Task
Print the first line of the data below and every one after it, through the line containing "self.bytes.is_empty()", exactly as written.
-------- Available data
//! Bounded reads from a packet buffer.

use thiserror::Error;

/// Unexpectedly reached the end of the buffer.
#[derive(Debug, Error, PartialEq, Eq)]
#[error("Unexpectedly reached the end of the buffer ({needed} needed, {available} available).")]
pub struct EndOfSlice {
    pub needed: usize,
    pub available: usize,
}

/// A read position within a borrowed byte buffer.
///
/// The position never exceeds the buffer length.
#[derive(Debug, Clone)]
pub struct Cursor<'a> {
    bytes: &'a [u8],
    position: usize,
}

impl<'a> Cursor<'a> {
    pub fn new(bytes: &'a [u8]) -> Self {
        Self { bytes, position: 0 }
    }

    pub fn position(&self) -> usize {
        self.position
    }

    pub fn len(&self) -> usize {
        self.bytes.len()
    }

    pub fn is_empty(&self) -> bool {
        self.bytes.is_empty()
    }

    /// Number of unread bytes.
    pub fn remaining(&self) -> usize {
        self.bytes.len() - self.position
    }

    /// Take an exact number of bytes, advancing the position.
    pub fn take<const N: usize>(&mut self) -> Result<[u8; N], EndOfSlice> {
        let (head, _) = self.bytes[self.position..]
            .split_first_chunk::<N>()
            .ok_or(EndOfSlice {
                needed: N,
                available: self.remaining(),
            })?;

        self.position += N;

        Ok(*head)
    }

    /// Take a run of bytes, advancing the position.
    pub fn take_slice(&mut self, len: usize) -> Result<&'a [u8], EndOfSlice> {
        if len > self.remaining() {
            Err(EndOfSlice {
                needed: len,
                available: self.remaining(),
            })?;
        }

        let s = self.position;
        self.position += len;

        Ok(&self.bytes[s..self.position])
    }

    /// Move to an absolute position, clamped to the end of the buffer.
    pub fn seek(&mut self, position: usize) {
        self.position = position.min(self.bytes.len());
    }

    /// Peek at the next two bytes as a big-endian integer.
    pub fn peek_u16(&self) -> Option<u16> {
        self.bytes[self.position..]
            .first_chunk::<2>()
            .map(|b| u16::from_be_bytes(*b))
    }
}
//! Decoders that carry template state across packets.
//!
//! Every packet is decoded through a [`DecoderFactory`], which owns the
//! template caches shared by all packets and all exporters. The factory is
//! `Sync`, so a single instance can serve any number of receiving threads.
//!
//! ```
//! let factory = DecoderFactory::new();
//!
//! let n = factory
//!     .new_decoder(&packet, source_ip)
//!     .decode_all(&mut |timestamp: i64, attributes: Vec<Attribute>, text: String| {
//!         batch.push(FlowRecord { timestamp, attributes, text })
//!     });
//! ```
//!
//! Closure sinks must type their parameters, since they cannot be inferred
//! through the [`RecordSink`] implementation.

use std::{net::IpAddr, sync::Arc};

use thiserror::Error;
use tracing::debug;

use crate::{
    Attribute, FlowRecord, RecordSink,
    sans::{
        cursor::{Cursor, EndOfSlice},
        header::{HeaderError, V5Header, V9Header},
    },
};

pub mod cache;
pub mod pending;
pub mod v5;
pub mod v9;

pub use cache::{CacheLimits, FlowsetTemplateCache, OptionsTemplateCache, TemplateKey};
pub use pending::{MissingTemplateCache, PendingFlowSet};
pub use v5::V5Decoder;
pub use v9::V9Decoder;

/// Errors ending the decode of a packet early.
///
/// These never escape [`Decoder::decode_all`], which reports them through
/// `tracing` and keeps the records decoded so far.
#[derive(Debug, Error)]
pub enum Error {
    #[error(transparent)]
    EndOfSlice(#[from] EndOfSlice),
    #[error("Incorrect packet header: {0}")]
    Header(#[from] HeaderError),
    /// A FlowSet declares a length shorter than its own header.
    #[error("FlowSet {id} declares impossible length {length}.")]
    FlowSetLength { id: u16, length: u16 },
}

/// Creates packet decoders bound to a shared set of template caches.
#[derive(Debug, Clone, Default)]
pub struct DecoderFactory {
    templates: Arc<FlowsetTemplateCache>,
    options: Arc<OptionsTemplateCache>,
    missing: Arc<MissingTemplateCache>,
}

impl DecoderFactory {
    /// Create a factory with empty, unbounded caches.
    pub fn new() -> Self {
        Self::default()
    }

    /// Create a factory with empty caches bounded by limits.
    pub fn with_limits(limits: CacheLimits) -> Self {
        Self::with_caches(
            Arc::new(FlowsetTemplateCache::with_limit(limits.max_templates)),
            Arc::new(OptionsTemplateCache::with_limit(limits.max_templates)),
            Arc::new(MissingTemplateCache::with_limit(limits.max_pending)),
        )
    }

    /// Create a factory over existing caches.
    pub fn with_caches(
        templates: Arc<FlowsetTemplateCache>,
        options: Arc<OptionsTemplateCache>,
        missing: Arc<MissingTemplateCache>,
    ) -> Self {
        Self {
            templates,
            options,
            missing,
        }
    }

    pub fn templates(&self) -> &Arc<FlowsetTemplateCache> {
        &self.templates
    }

    pub fn options(&self) -> &Arc<OptionsTemplateCache> {
        &self.options
    }

    pub fn missing(&self) -> &Arc<MissingTemplateCache> {
        &self.missing
    }

    /// Discard all state learned from, or held for, an exporter address.
    ///
    /// Returns the number of templates and pending FlowSets removed.
    pub fn purge_exporter(&self, source_ip: IpAddr) -> usize {
        self.templates.purge_exporter(source_ip)
            + self.options.purge_exporter(source_ip)
            + self.missing.purge_exporter(source_ip)
    }

    /// Create a decoder for a packet received from an exporter.
    ///
    /// The decoder is chosen by the version field at the start of the packet.
    pub fn new_decoder<'a>(&'a self, bytes: &'a [u8], source_ip: IpAddr) -> Decoder<'a> {
        match Cursor::new(bytes).peek_u16() {
            Some(V5Header::VERSION) => Decoder::V5(V5Decoder::new(bytes, source_ip)),
            Some(V9Header::VERSION) => Decoder::V9(V9Decoder::new(
                bytes,
                source_ip,
                &self.templates,
                &self.options,
                &self.missing,
            )),
            version => Decoder::Unsupported { version, source_ip },
        }
    }
}

/// A decoder for one packet.
#[derive(Debug)]
pub enum Decoder<'a> {
    V5(V5Decoder<'a>),
    V9(V9Decoder<'a>),
    /// A packet of another version, or too short to carry one. Yields no
    /// records.
    Unsupported {
        version: Option<u16>,
        source_ip: IpAddr,
    },
}

impl Decoder<'_> {
    /// The packet's version, if it has one.
    pub fn version(&self) -> Option<u16> {
        match self {
            Self::V5(_) => Some(V5Header::VERSION),
            Self::V9(_) => Some(V9Header::VERSION),
            Self::Unsupported { version, .. } => *version,
        }
    }

    /// Decode every record in the packet, publishing to a sink.
    ///
    /// Malformed input ends decoding early rather than failing. Returns the
    /// number of records published, including any replayed from FlowSets held
    /// for a missing template.
    pub fn decode_all(self, sink: &mut impl RecordSink) -> usize {
        match self {
            Self::V5(decoder) => decoder.decode_all(sink),
            Self::V9(decoder) => decoder.decode_all(sink),
            Self::Unsupported { version, source_ip } => {
                debug!(%source_ip, ?version, "Dropping packet of unsupported NetFlow version.");
                0
            }
        }
    }

    /// Decode every record in the packet into a vector.
    pub fn records(self) -> Vec<FlowRecord> {
        let mut records = Vec::new();

        self.decode_all(&mut |timestamp: i64, attributes: Vec<Attribute>, text: String| {
            records.push(FlowRecord {
                timestamp,
                attributes,
                text,
            })
        });

        records
    }
}
//! Template caches shared across packets and worker threads.

use std::{net::IpAddr, sync::Arc};

use dashmap::DashMap;
use tracing::{debug, warn};

use crate::sans::template::{OptionsTemplate, Template, is_reserved};

/// Identifies a template within one exporter's namespace.
#[derive(Debug, Clone, Copy, PartialEq, Eq, Hash)]
pub struct TemplateKey {
    pub source_id: u32,
    pub template_id: u16,
    pub source_ip: IpAddr,
}

impl TemplateKey {
    pub fn new(source_id: u32, template_id: u16, source_ip: IpAddr) -> Self {
        Self {
            source_id,
            template_id,
            source_ip,
        }
    }
}

/// Optional bounds on cache growth.
///
/// Without limits, caches grow for as long as new exporters or template
/// identifiers appear.
#[derive(Debug, Clone, Copy, Default, PartialEq, Eq)]
#[cfg_attr(feature = "serde", derive(serde::Serialize, serde::Deserialize))]
#[cfg_attr(feature = "serde", serde(default, deny_unknown_fields))]
pub struct CacheLimits {
    /// Maximum number of keys held by each template cache. Definitions for new
    /// keys are refused once reached; existing keys may still be redefined.
    pub max_templates: Option<usize>,
    /// Maximum number of FlowSets held per key while waiting for a template.
    /// The oldest is dropped to make room.
    pub max_pending: Option<usize>,
}

/// A concurrent map from exporter-scoped template identifiers to templates.
#[derive(Debug)]
pub struct TemplateCache<T> {
    entries: DashMap<TemplateKey, Arc<T>>,
    max_entries: Option<usize>,
}

/// Cache of templates learned from Template FlowSets.
pub type FlowsetTemplateCache = TemplateCache<Template>;

/// Cache of options templates learned from Options Template FlowSets.
pub type OptionsTemplateCache = TemplateCache<OptionsTemplate>;

impl<T> Default for TemplateCache<T> {
    fn default() -> Self {
        Self::new()
    }
}

impl<T> TemplateCache<T> {
    pub fn new() -> Self {
        Self::with_limit(None)
    }

    pub fn with_limit(max_entries: Option<usize>) -> Self {
        Self {
            entries: DashMap::new(),
            max_entries,
        }
    }

    /// Store a template, replacing any earlier definition under the same key.
    ///
    /// Returns whether the template was stored. The entry limit is checked
    /// without holding a lock across the insert, so concurrent inserts may
    /// overshoot it slightly.
    pub fn insert(&self, key: TemplateKey, template: T) -> bool {
        if is_reserved(key.template_id) {
            warn!(
                source_ip = %key.source_ip,
                source_id = key.source_id,
                template_id = key.template_id,
                "Refusing to cache a template under a reserved identifier."
            );
            return false;
        }

        if let Some(max) = self.max_entries {
            if self.entries.len() >= max && !self.entries.contains_key(&key) {
                warn!(
                    source_ip = %key.source_ip,
                    source_id = key.source_id,
                    template_id = key.template_id,
                    max,
                    "Template cache is full; dropping definition."
                );
                return false;
            }
        }

        if self.entries.insert(key, Arc::new(template)).is_some() {
            debug!(
                source_ip = %key.source_ip,
                source_id = key.source_id,
                template_id = key.template_id,
                "Redefined template."
            );
        }

        true
    }

    pub fn get(&self, key: &TemplateKey) -> Option<Arc<T>> {
        self.entries.get(key).map(|e| Arc::clone(e.value()))
    }

    pub fn contains(&self, key: &TemplateKey) -> bool {
        self.entries.contains_key(key)
    }

    /// Discard every template learned from an exporter address.
    ///
    /// Returns the number of templates removed.
    pub fn purge_exporter(&self, source_ip: IpAddr) -> usize {
        let before = self.entries.len();
        self.entries.retain(|k, _| k.source_ip != source_ip);
        before.saturating_sub(self.entries.len())
    }

    pub fn len(&self) -> usize {
        self.entries.len()
    }

    pub fn is_empty(&self) -> bool {
        self.entries.is_empty()
    }
}

#[cfg(test)]
mod test {
    use std::net::Ipv4Addr;

    use super::*;

    const EXPORTER: IpAddr = IpAddr::V4(Ipv4Addr::new(10, 0, 0, 1));
    const OTHER: IpAddr = IpAddr::V4(Ipv4Addr::new(10, 0, 0, 2));

    #[test]
    fn last_definition_wins() {
        let cache = TemplateCache::new();
        let key = TemplateKey::new(1, 256, EXPORTER);

        assert!(cache.insert(key, "first"));
        assert!(cache.insert(key, "second"));

        assert_eq!(cache.get(&key).as_deref(), Some(&"second"));
        assert_eq!(cache.len(), 1);
    }

    #[test]
    fn exporters_have_separate_namespaces() {
        let cache = TemplateCache::new();

        cache.insert(TemplateKey::new(1, 256, EXPORTER), 1);
        cache.insert(TemplateKey::new(2, 256, EXPORTER), 2);
        cache.insert(TemplateKey::new(1, 256, OTHER), 3);

        assert_eq!(cache.len(), 3);
        assert_eq!(
            cache.get(&TemplateKey::new(2, 256, EXPORTER)).as_deref(),
            Some(&2)
        );
        assert!(cache.get(&TemplateKey::new(2, 256, OTHER)).is_none());

        assert_eq!(cache.purge_exporter(EXPORTER), 2);
        assert_eq!(cache.len(), 1);
    }

    #[test]
    fn reserved_identifiers_are_refused() {
        let cache = TemplateCache::new();

        assert!(!cache.insert(TemplateKey::new(1, 0, EXPORTER), ()));
        assert!(!cache.insert(TemplateKey::new(1, 1, EXPORTER), ()));
        assert!(cache.is_empty());
    }

    #[test]
    fn limit_refuses_new_keys_only() {
        let cache = TemplateCache::with_limit(Some(1));
        let key = TemplateKey::new(1, 256, EXPORTER);

        assert!(cache.insert(key, 1));
        assert!(!cache.insert(TemplateKey::new(1, 257, EXPORTER), 2));
        assert!(cache.insert(key, 3));

        assert_eq!(cache.get(&key).as_deref(), Some(&3));
    }
}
----------------
Exercise solution
//! Bounded reads from a packet buffer.

use thiserror::Error;

/// Unexpectedly reached the end of the buffer.
#[derive(Debug, Error, PartialEq, Eq)]
#[error("Unexpectedly reached the end of the buffer ({needed} needed, {available} available).")]
pub struct EndOfSlice {
    pub needed: usize,
    pub available: usize,
}

/// A read position within a borrowed byte buffer.
///
/// The position never exceeds the buffer length.
#[derive(Debug, Clone)]
pub struct Cursor<'a> {
    bytes: &'a [u8],
    position: usize,
}

impl<'a> Cursor<'a> {
    pub fn new(bytes: &'a [u8]) -> Self {
        Self { bytes, position: 0 }
    }

    pub fn position(&self) -> usize {
        self.position
    }

    pub fn len(&self) -> usize {
        self.bytes.len()
    }

    pub fn is_empty(&self) -> bool {
        self.bytes.is_empty()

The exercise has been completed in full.